GCMS and FTIR analysis of ethanol and methanol leave extract of Urena lobata (Caesar weed) for bioactive phytochemical constituents

Collins Obinna Keke*¹, Winifred Njideka Nsofor¹, Francis Koku Ras Kumabia², Godian Chima Iloabuchi¹, Juliet Chioma Ejiofor¹, Olachi Lilian Osuagwu¹

¹ Department of Biochemistry, School of Biological Sciences, Federal University of Technology, Owerri, Imo State, Nigeria  

² Department of Science Education, St. Francis College of Education, Hohoe, Ghana

INTRODUCTION

Plants, both in their natural state and as extracts, have provided significant benefits to human health for centuries. The pharmacological benefits of these plants come from the wide variety of secondary and primary metabolites they contain, each of which has its own complicated chemical makeup and is responsible for their pharmacological effects¹. For their low or nonexistent price tags and lack of negative side effects, natural remedies routinely top the list of those recommended over today's synthetic pharmaceuticals. The chemical make-up of these plants is useful not only in traditional therapy but also in the characterization and finding of novel sources of phyto-components for pharmacological research and development^{2, 3.} Recently, the use of Gas chromatography-mass spectrometry and FTIR spectroscopy for target identification of functional groups and determination of these different phyto components that are present in medicinal plants even in small concentrations has expanded substantially ¹. GC/MS remains superior among effective, rapid, and precise methods for identifying plant-based substances such as amino acids, alkaloids, esters, long-chain hydrocarbons, steroids, organic acids, nitro compounds and alcohols^4,3.

The sub-shrub Urena lobata is a member of the Malvaceae family. They attain heights of 0.6-3m and diameters of 7cm at the base⁵. The plant is mostly found in the tropics and sub-tropics of South and North America, Philippines, Asia, Indonesia as well as in several African nations like Nigeria, Senegal, Ghana and the Democratic Republic of the Congo⁶. In Nigeria, U. lobata is also popular and known with different local names among different ethnic groups. The Igbos of Eastern Nigeria particularly those in Imo state call it Achara /Udo⁷the Hausas call it Rama-rama, in Efik, it is known as Rideri, the Binis and some other parts of Edo state call it Oronhon while the Yorubas of Western Nigeria call the plant different names such as; Ilasa-omode, Akeri, Ilasa-agbunrin⁸. U. lobata is employed in forkloric medicine in the treatment of dysentery, hematemesis, edema, carbunicle, bleeding due to trauma, leucorrhea, gonorrhea, fever, pain, cold, numbness resulting from rheumatism and other disease conditions⁹. The inhabitants of Nigeria's Katsina State utilize the leaves and petals of this plant to make local delicacies and also offer them to lactating women to increase their milk supply¹⁰. Numerous studies have reported significant pharmacological activities of various extracts of this plant parts to include anti-inflammatory¹¹, anti-diabetic¹², anti-tumor¹³,antimicrobial¹⁴, anti-oxidant and cytotoxic¹⁵,wound healing effect¹⁶, anti-diarrheal¹¹, neuro-pharmacological activities¹⁷, anti-fertility in female rats as a result of reduced myometrial and epimetrial thickness accompanied by reduced uterine diameter¹⁸as well as reversibly inhibiting spermatogenesis and steroidogenesis serving as  male contraceptives¹⁹.

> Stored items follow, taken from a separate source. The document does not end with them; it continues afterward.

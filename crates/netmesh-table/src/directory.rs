//! Lookup capability consumed by the packet tunnel.

use std::net::IpAddr;

use netmesh_core::TableEntry;

/// Read-side view of the routing table.
///
/// Implementations may have side effects on lookup (activity signals,
/// background resolution on a miss) but must never block on the network.
pub trait RouteDirectory: Send + Sync {
    /// Every known instance behind a service address.
    fn entries_by_service_ip(&self, ip: IpAddr) -> Vec<TableEntry>;

    /// The local instance owning a namespace address.
    fn entry_by_namespace_ip(&self, ip: IpAddr) -> Option<TableEntry>;

    /// The instance whose instance-kind service address is `ip`.
    fn entry_by_instance_ip(&self, ip: IpAddr) -> Option<TableEntry>;
}
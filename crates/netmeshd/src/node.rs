//! Node assembly: builds every subsystem, runs until Ctrl-C, then tears
//! them down in reverse order.

use std::net::{IpAddr, Ipv4Addr};
use std::sync::Arc;

use anyhow::Context;
use netmesh_core::{NetConfig, TableEntry};
use netmesh_proxy::{ProxyTunnel, TunDevice};
use netmesh_resolve::{Environment, LocalBus};
use netmesh_table::TranslationTable;
use tokio::net::UdpSocket;
use tracing::{error, info, warn};

/// Probe target for outbound address detection. Nothing is sent.
const PROBE_ADDR: (Ipv4Addr, u16) = (Ipv4Addr::new(8, 8, 8, 8), 80);

pub async fn run_standalone(config: NetConfig) -> anyhow::Result<()> {
    info!(node_id = %config.node.node_id, "netmesh node starting in standalone mode");

    let local_ip = match config.node.public_address {
        Some(ip) => ip,
        None => detect_local_ip().await.context("detecting node address")?,
    };
    info!(%local_ip, "node address");

    // ── Routing environment ────────────────────────────────────

    let env = Environment::new(
        Arc::new(TranslationTable::new()),
        Arc::new(LocalBus::new()),
        &config.node.node_id,
        &config.resolution,
    );
    env.start().await?;
    let preloaded = preload_routes(&env, &config.routes);
    info!(preloaded, "translation table ready");

    // ── Tunnel ─────────────────────────────────────────────────

    let device = open_device(&config.tunnel.device_name)?;
    info!(
        device = %config.tunnel.device_name,
        tun_ipv4 = %config.tunnel.tun_ipv4,
        tun_ipv6 = %config.tunnel.tun_ipv6,
        mtu = config.tunnel.mtu,
        "TUN device open; addresses and MTU are assigned by the host"
    );
    let tunnel = ProxyTunnel::new(config.tunnel.clone(), env.clone(), local_ip);
    if let Some(mut errors) = tunnel.errors() {
        tokio::spawn(async move {
            while let Some(err) = errors.recv().await {
                warn!(error = %err, "tunnel reader reported an error");
            }
        });
    }
    tunnel.listen(device).await?;

    // ── Shutdown ───────────────────────────────────────────────

    tokio::signal::ctrl_c().await.context("installing Ctrl-C handler")?;
    info!("shutdown signal received");

    if let Err(e) = tunnel.stop().await {
        error!(error = %e, "tunnel did not stop cleanly");
    }
    env.shutdown().await;

    info!("netmesh node stopped");
    Ok(())
}

/// Insert the static routes. Returns how many were accepted.
fn preload_routes(env: &Environment, routes: &[TableEntry]) -> usize {
    for route in routes {
        env.add_table_query_entry(route.clone());
    }
    env.table().len()
}

/// The address of the interface used for outbound traffic.
async fn detect_local_ip() -> std::io::Result<IpAddr> {
    let socket = UdpSocket::bind((Ipv4Addr::UNSPECIFIED, 0)).await?;
    socket.connect(PROBE_ADDR).await?;
    Ok(socket.local_addr()?.ip())
}

#[cfg(target_os = "linux")]
fn open_device(name: &str) -> anyhow::Result<Arc<dyn TunDevice>> {
    let device = netmesh_proxy::LinuxTun::open(name)
        .with_context(|| format!("opening TUN device {name}"))?;
    Ok(Arc::new(device))
}

#[cfg(not(target_os = "linux"))]
fn open_device(name: &str) -> anyhow::Result<Arc<dyn TunDevice>> {
    anyhow::bail!("TUN device {name} is only supported on Linux")
}
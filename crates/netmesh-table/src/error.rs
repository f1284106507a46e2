//! Error types for the translation table.

use thiserror::Error;

/// Result type alias for table operations.
pub type TableResult<T> = Result<T, TableError>;

#[derive(Debug, Error)]
pub enum TableError {
    #[error("invalid table entry: {0}")]
    InvalidEntry(String),

    #[error("not found: {0}")]
    NotFound(String),
}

In order to better understand the therapeutic effects of Urena lobata, this study used GC/MS and FTIR to identify the many bioactive phytoconstituents and functional groups present in ethanol and methanol extracts of the plant.

MATERIALS AND METHODS

Collection and processing of plant materials

Healthy and mature leaves of the plant were freshly picked from a farm in Umuode village in Osisioma Ngwa L.G.A of Abia state, Nigeria and identified as Urena lobata.

Extraction of plant material

The picked leaves underwent a thorough cleaning with distilled water before being air dried for two weeks. Using an electric blender (ES-BL-090/350W/220-240V/50Hz/China), the dry leave materials were crushed into a fine powder. Soxhlet extraction was performed on the dried and powdered materials using ethanol and methanol as extraction solvents. A rotary evaporator(Heidolph Rotavapor, Germany) was used to filter and concentrate the extracts. When the dried extracts were ready for analysis, they were put into airtight containers, corked, and kept in a refrigerator at 4°C.

Gas Chromatography –Mass Spectrometry (GC-MS) Analysis

Using a BUCK M910 Gas chromatograph with an HP-5MS column (30 m in length, 250μmin diameter, and 0.25μm in film thickness), we were able to conduct the GC-MS analysis of the bioactive components. High-energy electrons were used in a system of electron ionization for spectroscopic detection by GC-MS (70 eV). Helium gas, purified to 99.995% purity, was employed as the carrier gas at a flow rate of 1 mL/min. We started with a temperature of 50°C, ramped it up by 3°Cevery minute, and held it there for around 10 minutes.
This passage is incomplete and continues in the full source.